Dissecting the role and mechanism of MLLT10 fusion proteins to treat pediatric leukemia
Children with certain types of leukemia have a specific genetic mutation where a gene called MLLT10 gets scrambled and fused with other genes. This mix-up disrupts how genes are normally turned on and off, causing abnormal cell growth and leukemia. These leukemias are difficult to treat. Many research teams are studying how this MLLT10 fusion works to cause leukemia. Two key features of the scrambled genes have been discovered: 1) a part of the fusion gene that sticks to important machinery for gene control, and 2) a flexible, floppy region that might be helping to build abnormal structures inside cells. These abnormal structures might further mess up gene control. We want to understand this process better and use this knowledge to develop new treatments for aggressive childhood leukemia. Their plan has two parts: 1) figure out how to break apart these scrambled genes and restore normal gene function, and 2) develop drugs targeting the cancer cells with this MLLT10 fusion like a sniper taking out only the cancer cells.
Project Goal
We aim to understand how a specific genetic defect (MLLT10 fusion) causes a tough type of childhood leukemia.
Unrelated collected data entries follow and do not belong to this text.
//! Terminal status line.

use drilltimer_core::storage::DisplayConfig;
use drilltimer_core::{CueId, NextEvent, NextEventKind, ThresholdScheduler, TimerState};

/// One line describing where the timer stands, e.g.
/// `Fall Timer  42s  -0.3  Next bell in 18s`.
pub fn status_line(
    scheduler: &ThresholdScheduler,
    state: TimerState,
    elapsed: u64,
    cfg: &DisplayConfig,
) -> String {
    let variant = scheduler.variant();
    let mut parts = vec![
        variant.name.clone(),
        variant.time_format().format(elapsed),
    ];

    if cfg.show_deduction {
        let label = scheduler.deduction_label(elapsed);
        if !label.is_empty() {
            parts.push(label.to_string());
        }
    }

    match state {
        TimerState::Running if cfg.show_next_event => {
            parts.push(next_event_text(scheduler.next_event_in(elapsed)));
        }
        TimerState::Running => {}
        TimerState::Idle => parts.push("stopped".into()),
    }

    parts.join("  ")
}

pub fn next_event_text(next: NextEvent) -> String {
    let what = match next.kind {
        NextEventKind::Cue(CueId::Bell) => "Next bell in",
        NextEventKind::Cue(CueId::Tone) => "Next ding in",
        NextEventKind::Stop => "Resets in",
        NextEventKind::Wrap => "Cycle restarts in",
    };
    format!("{what} {}s", next.in_secs)
}

#[cfg(test)]
mod tests {
    use super::*;
    use drilltimer_core::timer::variants::{fall, luft_orgs};

    #[test]
    fn fall_line_shows_deduction_and_reset() {
        let s = ThresholdScheduler::new(fall().unwrap());
        let line = status_line(&s, TimerState::Running, 75, &DisplayConfig::default());
        assert_eq!(line, "Fall Timer  75s  Terminate  Resets in 45s");
    }

    #[test]
    fn fall_line_before_first_band() {
        let s = ThresholdScheduler::new(fall().unwrap());
        let line = status_line(&s, TimerState::Running, 5, &DisplayConfig::default());
        assert_eq!(line, "Fall Timer  5s  Next ding in 5s");
    }

    #[test]
    fn luft_orgs_uses_clock_format() {
        let s = ThresholdScheduler::new(luft_orgs().unwrap());
        let line = status_line(&s, TimerState::Running, 140, &DisplayConfig::default());
        assert_eq!(line, "Luft Orgs Timer  00:02:20  Next bell in 5s");
    }

    #[test]
    fn hidden_sections() {
        let s = ThresholdScheduler::new(fall().unwrap());
        let cfg = DisplayConfig {
            show_next_event: false,
            show_deduction: false,
        };
        assert_eq!(
            status_line(&s, TimerState::Running, 45, &cfg),
            "Fall Timer  45s"
        );
        assert_eq!(
            status_line(&s, TimerState::Idle, 0, &cfg),
            "Fall Timer  0s  stopped"
        );
    }
}
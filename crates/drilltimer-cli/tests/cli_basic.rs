//! Basic CLI E2E tests.
//!
//! Tests invoke the built binary and verify outputs. None of them touch the
//! config file.

use std::process::Command;

/// Run a CLI command and return (stdout, stderr, exit code).
fn run_cli(args: &[&str]) -> (String, String, i32) {
    let output = Command::new(env!("CARGO_BIN_EXE_drilltimer"))
        .args(args)
        .output()
        .expect("Failed to execute CLI command");

    let stdout = String::from_utf8_lossy(&output.stdout).to_string();
    let stderr = String::from_utf8_lossy(&output.stderr).to_string();
    let code = output.status.code().unwrap_or(-1);

    (stdout, stderr, code)
}

fn run_json(args: &[&str]) -> serde_json::Value {
    let (stdout, stderr, code) = run_cli(args);
    assert_eq!(code, 0, "CLI command failed: {args:?}: {stderr}");
    serde_json::from_str(&stdout).expect("Failed to parse JSON output")
}

#[test]
fn test_variant_list() {
    let (stdout, _, code) = run_cli(&["variant", "list"]);
    assert_eq!(code, 0);
    assert!(stdout.contains("fall"));
    assert!(stdout.contains("fx"));
    assert!(stdout.contains("luft-orgs"));
}

#[test]
fn test_variant_list_json() {
    let json = run_json(&["variant", "list", "--json"]);
    assert_eq!(json.as_array().map(|a| a.len()), Some(3));
}

#[test]
fn test_variant_show() {
    let json = run_json(&["variant", "show", "luft-orgs"]);
    assert_eq!(json["mode"], "modulo");
    assert_eq!(json["ceiling"], 75);
    assert_eq!(json["wrap_cue"], "bell");
    assert_eq!(json["table"][0]["second"], 60);
}

#[test]
fn test_variant_show_unknown() {
    let (_, stderr, code) = run_cli(&["variant", "show", "rings"]);
    assert_ne!(code, 0);
    assert!(stderr.contains("Unknown timer variant"));
}

#[test]
fn test_status_at_threshold() {
    let json = run_json(&["status", "fall", "--elapsed", "30"]);
    assert_eq!(json["advance"]["cue"], "bell");
    assert_eq!(json["advance"]["terminal"], false);
    assert_eq!(json["snapshot"]["type"], "state_snapshot");
    assert_eq!(json["snapshot"]["deduction"], "-0.3");
    assert_eq!(json["snapshot"]["next_event"]["in_secs"], 30);
}

#[test]
fn test_status_at_ceiling_is_terminal() {
    let json = run_json(&["status", "fall", "--elapsed", "120"]);
    assert_eq!(json["advance"]["cue"], serde_json::Value::Null);
    assert_eq!(json["advance"]["terminal"], true);
}

#[test]
fn test_status_modulo_wrap() {
    let json = run_json(&["status", "luft-orgs", "--elapsed", "75"]);
    assert_eq!(json["advance"]["cue"], "bell");
    assert_eq!(json["snapshot"]["phase_secs"], 0);
    assert_eq!(json["snapshot"]["display_time"], "00:01:15");
}

#[test]
fn test_status_rejects_negative_elapsed() {
    let (_, stderr, code) = run_cli(&["status", "fall", "--elapsed", "-5"]);
    assert_eq!(code, 1);
    assert!(stderr.contains("must not be negative"));
}

#[test]
fn test_simulate_fall() {
    let (stdout, stderr, code) = run_cli(&["simulate", "fall"]);
    assert_eq!(code, 0, "simulate failed: {stderr}");

    let events: Vec<serde_json::Value> = stdout
        .lines()
        .map(|l| serde_json::from_str(l).expect("Failed to parse JSON line"))
        .collect();
    let cues: Vec<u64> = events
        .iter()
        .filter(|e| e["type"] == "cue_fired")
        .filter_map(|e| e["elapsed_secs"].as_u64())
        .collect();
    assert_eq!(cues, vec![10, 20, 30, 60]);
    assert_eq!(events.first().map(|e| e["type"].clone()), Some("timer_started".into()));
    assert_eq!(events.last().map(|e| e["type"].clone()), Some("timer_finished".into()));
}

#[test]
fn test_simulate_until() {
    let (stdout, _, code) = run_cli(&["simulate", "luft-orgs", "--until", "150"]);
    assert_eq!(code, 0);
    let cue_count = stdout.lines().filter(|l| l.contains("cue_fired")).count();
    assert_eq!(cue_count, 6);
}

#[test]
fn test_completions() {
    let (stdout, _, code) = run_cli(&["completions", "bash"]);
    assert_eq!(code, 0);
    assert!(stdout.contains("drilltimer"));
}
use std::io::{IsTerminal, Write};
use std::time::Duration;

use clap::Args;
use drilltimer_core::{variant_by_id, Config, Event, TimerEngine};
use tokio::time::MissedTickBehavior;

use crate::display;
use crate::platform;

#[derive(Args)]
pub struct RunArgs {
    /// Variant id (defaults to `default_variant` from the config)
    variant: Option<String>,
    /// Start again after an auto-stop instead of exiting
    #[arg(long)]
    repeat: bool,
    /// Do not play cues
    #[arg(long)]
    mute: bool,
    /// Do not keep the display awake
    #[arg(long)]
    no_wake_lock: bool,
}

pub async fn run(args: RunArgs) -> Result<(), Box<dyn std::error::Error>> {
    let config = Config::load_or_default();
    let variant_id = args.variant.unwrap_or_else(|| config.default_variant.clone());
    let variant = variant_by_id(&variant_id)?;

    let mut player = platform::cue_player(&config.audio, args.mute);
    let mut wake = platform::wake_lock(&config.wake_lock, args.no_wake_lock);
    let mut engine = TimerEngine::new(variant);
    let interactive = std::io::stdout().is_terminal();

    eprintln!("{}: {} (Ctrl-C to stop)", engine.variant().name, engine.variant().describe());

    player.prepare();
    engine.start();
    wake.follow(engine.state());
    draw(&engine, &config, interactive)?;

    let mut interval = tokio::time::interval(Duration::from_secs(1));
    interval.set_missed_tick_behavior(MissedTickBehavior::Delay);
    // The first tick completes immediately.
    interval.tick().await;
    let ctrl_c = tokio::signal::ctrl_c();
    tokio::pin!(ctrl_c);

    loop {
        tokio::select! {
            _ = interval.tick() => {
                let event = engine.tick();
                if let Some(event) = &event {
                    player.handle_event(event);
                }
                if let Some(Event::TimerFinished { elapsed_secs, .. }) = event {
                    draw_at(&engine, &config, interactive, elapsed_secs)?;
                    if !args.repeat {
                        break;
                    }
                    player.prepare();
                    engine.start();
                    interval.reset();
                }
                wake.follow(engine.state());
                draw(&engine, &config, interactive)?;
            }
            signal = &mut ctrl_c => {
                if let Err(e) = signal {
                    tracing::warn!(error = %e, "ctrl-c handler failed");
                }
                engine.stop();
                break;
            }
        }
    }

    wake.follow(engine.state());
    if interactive {
        println!();
    }
    Ok(())
}

fn draw(
    engine: &TimerEngine,
    config: &Config,
    interactive: bool,
) -> Result<(), Box<dyn std::error::Error>> {
    draw_at(engine, config, interactive, engine.elapsed().get())
}

/// `elapsed` is passed separately so the final second of an auto-stopped run
/// can be shown before the counter reads 0 again.
fn draw_at(
    engine: &TimerEngine,
    config: &Config,
    interactive: bool,
    elapsed: u64,
) -> Result<(), Box<dyn std::error::Error>> {
    let line = display::status_line(engine.scheduler(), engine.state(), elapsed, &config.display);
    let mut out = std::io::stdout().lock();
    if interactive {
        write!(out, "\r{line}\x1b[K")?;
    } else {
        writeln!(out, "{line}")?;
    }
    out.flush()?;
    Ok(())
}
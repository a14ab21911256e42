mod engine;
mod scheduler;
mod table;
pub mod variants;

pub use engine::{TimerEngine, TimerState};
pub use scheduler::{Advance, NextEvent, NextEventKind, ThresholdScheduler};
pub use table::{
    CueId, CycleMode, DeductionRule, ElapsedSeconds, Threshold, ThresholdTable, TimeFormat,
    TimerVariant,
};
pub use variants::{builtin_variants, variant_by_id};
//! Core error types for drilltimer-core.
//!
//! The scheduler itself cannot fail; errors come from building threshold
//! tables, converting caller input and loading configuration.

use std::path::PathBuf;
use thiserror::Error;

/// Core error type for drilltimer-core.
#[derive(Error, Debug)]
pub enum CoreError {
    /// Configuration-related errors
    #[error("Configuration error: {0}")]
    Config(#[from] ConfigError),

    /// Validation errors
    #[error("Validation error: {0}")]
    Validation(#[from] ValidationError),

    /// No built-in variant with the requested id
    #[error("Unknown timer variant '{id}' (available: {available})")]
    UnknownVariant { id: String, available: String },

    /// IO errors
    #[error("IO error: {0}")]
    Io(#[from] std::io::Error),

    /// Serialization/deserialization errors
    #[error("JSON error: {0}")]
    Json(#[from] serde_json::Error),

    /// TOML parse errors
    #[error("TOML parse error: {0}")]
    TomlDe(#[from] toml::de::Error),

    /// TOML serialization errors
    #[error("TOML serialization error: {0}")]
    TomlSer(#[from] toml::ser::Error),
}

/// Configuration-specific errors.
#[derive(Error, Debug)]
pub enum ConfigError {
    /// Failed to load configuration
    #[error("Failed to load configuration from {path}: {message}")]
    LoadFailed { path: PathBuf, message: String },

    /// Failed to save configuration
    #[error("Failed to save configuration to {path}: {message}")]
    SaveFailed { path: PathBuf, message: String },

    /// Invalid configuration value
    #[error("Invalid configuration value for '{key}': {message}")]
    InvalidValue { key: String, message: String },

    /// Unknown configuration key
    #[error("Unknown configuration key: {0}")]
    UnknownKey(String),

    /// Home/config directory could not be determined
    #[error("Could not determine configuration directory")]
    NoConfigDir,
}

/// Validation errors.
#[derive(Error, Debug, PartialEq, Eq)]
pub enum ValidationError {
    /// Seconds in a table must be strictly ascending
    #[error("{collection} seconds must be strictly ascending: {second} follows {previous}")]
    NotAscending {
        collection: String,
        previous: u64,
        second: u64,
    },

    /// Threshold outside the range allowed by the ceiling
    #[error("Threshold {second}s out of range for {mode} ceiling {ceiling}s")]
    ThresholdOutOfRange {
        second: u64,
        ceiling: u64,
        mode: String,
    },

    /// Invalid value
    #[error("Invalid value for '{field}': {message}")]
    InvalidValue { field: String, message: String },
}

/// Result type alias for CoreError
pub type Result<T, E = CoreError> = std::result::Result<T, E>;
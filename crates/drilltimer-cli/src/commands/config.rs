use clap::Subcommand;
use drilltimer_core::Config;

#[derive(Subcommand)]
pub enum ConfigAction {
    /// Get a config value
    Get {
        /// Config key (e.g. "audio.volume", "default_variant")
        key: String,
    },
    /// Set a config value
    Set {
        /// Config key
        key: String,
        /// New value ("none" clears an optional value)
        value: String,
    },
    /// List all config values
    List,
    /// Reset config to defaults
    Reset,
}

pub fn run(action: ConfigAction) -> Result<(), Box<dyn std::error::Error>> {
    match action {
        ConfigAction::Get { key } => {
            let config = Config::load()?;
            match config.get(&key) {
                Some(value) => println!("{value}"),
                None => return Err(format!("unknown key: {key}").into()),
            }
        }
        ConfigAction::Set { key, value } => {
            let mut config = Config::load()?;
            config.set(&key, &value)?;
            config.save()?;
            println!("ok");
        }
        ConfigAction::List => {
            let config = Config::load()?;
            let json = serde_json::to_string_pretty(&config)?;
            println!("{json}");
        }
        ConfigAction::Reset => {
            let config = Config::default();
            config.save()?;
            println!("config reset to defaults");
        }
    }
    Ok(())
}
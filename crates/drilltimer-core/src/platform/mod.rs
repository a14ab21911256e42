//! Platform adapter traits.
//!
//! Audio output and keeping the display awake are collaborators of the
//! engine, not part of it. Implementations swallow and log their own
//! failures: a rejected playback or a denied wake lock must never stop the
//! next tick.

use crate::events::Event;
use crate::timer::{CueId, TimerState};

/// Plays audible cues.
pub trait CuePlayer {
    fn play_cue(&mut self, cue: CueId);

    /// Re-arm the output device. Called on every start/stop interaction.
    fn prepare(&mut self) {}

    /// Forward cue events; everything else is ignored.
    fn handle_event(&mut self, event: &Event) {
        if let Some(cue) = event.cue() {
            self.play_cue(cue);
        }
    }
}

/// Keeps the screen from sleeping while a timer runs.
pub trait WakeLock {
    /// Whether this platform can hold a wake lock at all.
    fn is_supported(&self) -> bool;

    fn is_held(&self) -> bool;

    fn acquire(&mut self);

    fn release(&mut self);

    /// Hold the lock exactly while the timer is running.
    fn follow(&mut self, state: TimerState) {
        match state {
            TimerState::Running if !self.is_held() => {
                if self.is_supported() {
                    self.acquire();
                } else {
                    tracing::debug!("wake lock not supported on this platform");
                }
            }
            TimerState::Idle if self.is_held() => self.release(),
            _ => {}
        }
    }
}

/// Discards every cue.
#[derive(Debug, Default, Clone, Copy)]
pub struct NullCuePlayer;

impl CuePlayer for NullCuePlayer {
    fn play_cue(&mut self, cue: CueId) {
        tracing::trace!(%cue, "cue discarded");
    }
}

/// Remembers cues in order. Used by tests.
#[derive(Debug, Default, Clone)]
pub struct RecordingCuePlayer {
    played: Vec<CueId>,
    prepared: usize,
}

impl RecordingCuePlayer {
    pub fn new() -> Self {
        Self::default()
    }

    pub fn played(&self) -> &[CueId] {
        &self.played
    }

    pub fn prepare_count(&self) -> usize {
        self.prepared
    }
}

impl CuePlayer for RecordingCuePlayer {
    fn play_cue(&mut self, cue: CueId) {
        self.played.push(cue);
    }

    fn prepare(&mut self) {
        self.prepared += 1;
    }
}

/// Wake lock that is never supported.
#[derive(Debug, Default, Clone, Copy)]
pub struct NullWakeLock;

impl WakeLock for NullWakeLock {
    fn is_supported(&self) -> bool {
        false
    }

    fn is_held(&self) -> bool {
        false
    }

    fn acquire(&mut self) {}

    fn release(&mut self) {}
}
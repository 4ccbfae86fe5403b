use sea_orm::entity::prelude::*;

#[derive(Clone, Debug, PartialEq, Eq, DeriveEntityModel)]
#[sea_orm(table_name = "game_developers")]
pub struct Model {
    #[sea_orm(primary_key, auto_increment = false)]
    pub game_id: i32,
    #[sea_orm(primary_key, auto_increment = false)]
    pub entity_id: i32,
}

#[derive(Copy, Clone, Debug, EnumIter, DeriveRelation)]
pub enum Relation {
    #[sea_orm(
        belongs_to = "super::games::Entity",
        from = "Column::GameId",
        to = "super::games::Column::Id",
        on_update = "NoAction",
        on_delete = "Cascade"
    )]
    Games,
    #[sea_orm(
        belongs_to = "super::developers::Entity",
        from = "Column::EntityId",
        to = "super::developers::Column::Id",
        on_update = "NoAction",
        on_delete = "Cascade"
    )]
    Developers,
}

impl Related<super::games::Entity> for Entity {
    fn to() -> RelationDef {
        Relation::Games.def()
    }
}

impl Related<super::developers::Entity> for Entity {
    fn to() -> RelationDef {
        Relation::Developers.def()
    }
}

impl ActiveModelBehavior for ActiveModel {}
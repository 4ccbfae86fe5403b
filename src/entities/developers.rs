use sea_orm::entity::prelude::*;
use serde::{Deserialize, Serialize};

#[derive(Clone, Debug, PartialEq, Eq, DeriveEntityModel, Serialize, Deserialize)]
#[sea_orm(table_name = "developers")]
pub struct Model {
    #[sea_orm(primary_key)]
    pub id: i32,
    #[sea_orm(unique)]
    pub name: String,
    #[sea_orm(unique)]
    pub slug: String,
}

#[derive(Copy, Clone, Debug, EnumIter, DeriveRelation)]
pub enum Relation {}

impl ActiveModelBehavior for ActiveModel {}
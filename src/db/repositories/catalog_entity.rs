use crate::domain::EntityKind;
use crate::entities::{
    developers, game_developers, game_genres, game_platforms, game_publishers, genres, platforms,
    publishers,
};
use anyhow::Result;
use sea_orm::sea_query::OnConflict;
use sea_orm::{
    ActiveModelTrait, ColumnTrait, DatabaseConnection, DbErr, EntityTrait, QueryFilter, Set,
};

/// One of the four tag tables (genres, platforms, publishers, developers).
///
/// All four share the (id, name, slug) shape, so the resolver algorithm is
/// written once against this trait and dispatched by [`EntityKind`].
pub trait TagEntity: EntityTrait {
    type Active: ActiveModelTrait<Entity = Self> + Send;

    fn id_column() -> Self::Column;
    fn name_column() -> Self::Column;
    fn into_parts(model: Self::Model) -> (i32, String);
    fn new_row(name: String, slug: String) -> Self::Active;
}

/// One of the four game/tag junction tables.
pub trait TagLink: EntityTrait {
    type Active: ActiveModelTrait<Entity = Self> + Send;

    fn key_columns() -> [Self::Column; 2];
    fn entity_id(model: Self::Model) -> i32;
    fn new_row(game_id: i32, entity_id: i32) -> Self::Active;
}

macro_rules! impl_tag_entity {
    ($module:ident) => {
        impl TagEntity for $module::Entity {
            type Active = $module::ActiveModel;

            fn id_column() -> Self::Column {
                $module::Column::Id
            }

            fn name_column() -> Self::Column {
                $module::Column::Name
            }

            fn into_parts(model: Self::Model) -> (i32, String) {
                (model.id, model.name)
            }

            fn new_row(name: String, slug: String) -> Self::Active {
                $module::ActiveModel {
                    name: Set(name),
                    slug: Set(slug),
                    ..Default::default()
                }
            }
        }
    };
}

macro_rules! impl_tag_link {
    ($module:ident) => {
        impl TagLink for $module::Entity {
            type Active = $module::ActiveModel;

            fn key_columns() -> [Self::Column; 2] {
                [$module::Column::GameId, $module::Column::EntityId]
            }

            fn entity_id(model: Self::Model) -> i32 {
                model.entity_id
            }

            fn new_row(game_id: i32, entity_id: i32) -> Self::Active {
                $module::ActiveModel {
                    game_id: Set(game_id),
                    entity_id: Set(entity_id),
                }
            }
        }
    };
}

impl_tag_entity!(genres);
impl_tag_entity!(platforms);
impl_tag_entity!(publishers);
impl_tag_entity!(developers);

impl_tag_link!(game_genres);
impl_tag_link!(game_platforms);
impl_tag_link!(game_publishers);
impl_tag_link!(game_developers);

pub struct CatalogEntityRepository {
    conn: DatabaseConnection,
}

impl CatalogEntityRepository {
    pub const fn new(conn: DatabaseConnection) -> Self {
        Self { conn }
    }

    /// Batch lookup of tag rows by exact name.
    pub async fn find_by_names(
        &self,
        kind: EntityKind,
        names: &[String],
    ) -> Result<Vec<(i32, String)>> {
        match kind {
            EntityKind::Genre => self.fetch::<genres::Entity>(names).await,
            EntityKind::Platform => self.fetch::<platforms::Entity>(names).await,
            EntityKind::Publisher => self.fetch::<publishers::Entity>(names).await,
            EntityKind::Developer => self.fetch::<developers::Entity>(names).await,
        }
    }

    /// Conflict-ignoring batch insert of (name, slug) tag rows.
    ///
    /// Rows that lost a name or slug uniqueness race are skipped silently;
    /// callers re-fetch afterwards to pick up the winners' ids.
    pub async fn insert_missing(&self, kind: EntityKind, rows: &[(String, String)]) -> Result<()> {
        match kind {
            EntityKind::Genre => self.insert_ignore::<genres::Entity>(rows).await,
            EntityKind::Platform => self.insert_ignore::<platforms::Entity>(rows).await,
            EntityKind::Publisher => self.insert_ignore::<publishers::Entity>(rows).await,
            EntityKind::Developer => self.insert_ignore::<developers::Entity>(rows).await,
        }
    }

    /// Conflict-ignoring bulk insert of (game, entity) association rows, so
    /// re-ingesting a record never duplicates a pair.
    pub async fn link_game(
        &self,
        kind: EntityKind,
        game_id: i32,
        entity_ids: &[i32],
    ) -> Result<()> {
        match kind {
            EntityKind::Genre => {
                self.insert_links::<game_genres::Entity>(game_id, entity_ids)
                    .await
            }
            EntityKind::Platform => {
                self.insert_links::<game_platforms::Entity>(game_id, entity_ids)
                    .await
            }
            EntityKind::Publisher => {
                self.insert_links::<game_publishers::Entity>(game_id, entity_ids)
                    .await
            }
            EntityKind::Developer => {
                self.insert_links::<game_developers::Entity>(game_id, entity_ids)
                    .await
            }
        }
    }

    /// Names of all tag rows of one kind linked to a game, sorted.
    pub async fn names_for_game(&self, kind: EntityKind, game_id: i32) -> Result<Vec<String>> {
        match kind {
            EntityKind::Genre => {
                self.linked_names::<game_genres::Entity, genres::Entity>(game_id)
                    .await
            }
            EntityKind::Platform => {
                self.linked_names::<game_platforms::Entity, platforms::Entity>(game_id)
                    .await
            }
            EntityKind::Publisher => {
                self.linked_names::<game_publishers::Entity, publishers::Entity>(game_id)
                    .await
            }
            EntityKind::Developer => {
                self.linked_names::<game_developers::Entity, developers::Entity>(game_id)
                    .await
            }
        }
    }

    async fn linked_names<L: TagLink, E: TagEntity>(&self, game_id: i32) -> Result<Vec<String>> {
        let [game_col, _] = L::key_columns();
        let links = L::find()
            .filter(game_col.eq(game_id))
            .all(&self.conn)
            .await?;

        let entity_ids: Vec<i32> = links.into_iter().map(L::entity_id).collect();
        if entity_ids.is_empty() {
            return Ok(Vec::new());
        }

        let rows = E::find()
            .filter(E::id_column().is_in(entity_ids))
            .all(&self.conn)
            .await?;

        let mut names: Vec<String> = rows
            .into_iter()
            .map(|model| E::into_parts(model).1)
            .collect();
        names.sort();
        Ok(names)
    }

    async fn fetch<E: TagEntity>(&self, names: &[String]) -> Result<Vec<(i32, String)>> {
        if names.is_empty() {
            return Ok(Vec::new());
        }

        let rows = E::find()
            .filter(E::name_column().is_in(names.iter().cloned()))
            .all(&self.conn)
            .await?;

        Ok(rows.into_iter().map(E::into_parts).collect())
    }

    async fn insert_ignore<E: TagEntity>(&self, rows: &[(String, String)]) -> Result<()> {
        if rows.is_empty() {
            return Ok(());
        }

        let models: Vec<E::Active> = rows
            .iter()
            .map(|(name, slug)| E::new_row(name.clone(), slug.clone()))
            .collect();

        // Target-less ON CONFLICT DO NOTHING also swallows slug collisions
        // between distinct names; the resolver handles those on re-fetch.
        let result = E::insert_many(models)
            .on_conflict(OnConflict::new().do_nothing().to_owned())
            .exec(&self.conn)
            .await;

        match result {
            Ok(_) | Err(DbErr::RecordNotInserted) => Ok(()),
            Err(err) => Err(err.into()),
        }
    }

    async fn insert_links<E: TagLink>(&self, game_id: i32, entity_ids: &[i32]) -> Result<()> {
        if entity_ids.is_empty() {
            return Ok(());
        }

        let models: Vec<E::Active> = entity_ids
            .iter()
            .map(|&entity_id| E::new_row(game_id, entity_id))
            .collect();

        let result = E::insert_many(models)
            .on_conflict(
                OnConflict::columns(E::key_columns())
                    .do_nothing()
                    .to_owned(),
            )
            .exec(&self.conn)
            .await;

        match result {
            Ok(_) | Err(DbErr::RecordNotInserted) => Ok(()),
            Err(err) => Err(err.into()),
        }
    }
}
Specifically, we aim to figure out how the faulty gene works. We will look at how it affects the methylation of histones, which can turn genes on or off. We will also see how the faulty gene affects the creation of proteins from instructions in genes. Finally, we will test a harmless version of the faulty gene to see if it still causes leukemia, helping them understand which part (histone methylation or protein creation) is more important. Part 2: Developing new treatments. We will study the flexible part of the faulty gene to see if it helps build abnormal structures. If so, they'll try to develop ways to disrupt these structures, potentially stopping the faulty gene from causing leukemia. They're also looking at unique features of the faulty gene to design medications that target only cancer cells with this defect, leaving healthy cells unharmed. By understanding how the faulty gene works and developing ways to target it, we hope to create new treatments for this aggressive childhood leukemia.